**What is expected**
All lines containing the string "sequence" must be copied from the entries.

**Task input**
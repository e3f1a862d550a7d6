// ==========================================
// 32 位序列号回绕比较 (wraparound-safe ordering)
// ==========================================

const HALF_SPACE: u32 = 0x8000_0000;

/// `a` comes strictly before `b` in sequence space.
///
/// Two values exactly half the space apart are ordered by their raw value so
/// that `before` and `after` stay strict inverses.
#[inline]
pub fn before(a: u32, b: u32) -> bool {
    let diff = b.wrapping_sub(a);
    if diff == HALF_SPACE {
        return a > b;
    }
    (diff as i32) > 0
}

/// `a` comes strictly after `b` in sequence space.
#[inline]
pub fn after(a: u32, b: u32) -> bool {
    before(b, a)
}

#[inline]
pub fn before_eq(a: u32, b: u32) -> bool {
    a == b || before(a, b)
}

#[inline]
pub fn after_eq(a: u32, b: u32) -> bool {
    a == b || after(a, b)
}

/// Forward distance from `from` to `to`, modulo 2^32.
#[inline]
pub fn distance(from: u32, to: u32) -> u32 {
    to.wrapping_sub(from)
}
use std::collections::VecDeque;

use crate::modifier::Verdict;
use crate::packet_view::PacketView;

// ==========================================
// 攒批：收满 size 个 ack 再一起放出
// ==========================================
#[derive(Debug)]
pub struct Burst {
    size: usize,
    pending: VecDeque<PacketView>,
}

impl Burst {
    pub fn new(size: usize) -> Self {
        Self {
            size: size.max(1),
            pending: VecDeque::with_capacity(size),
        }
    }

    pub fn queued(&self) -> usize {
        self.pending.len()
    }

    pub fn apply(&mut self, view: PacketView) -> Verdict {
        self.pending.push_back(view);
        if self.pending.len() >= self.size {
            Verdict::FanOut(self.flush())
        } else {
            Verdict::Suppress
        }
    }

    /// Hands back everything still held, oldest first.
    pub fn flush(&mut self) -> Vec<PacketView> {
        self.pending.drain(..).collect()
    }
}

**Result of this exercise**
/// `a` comes strictly before `b` in sequence space.
/// `a` comes strictly after `b` in sequence space.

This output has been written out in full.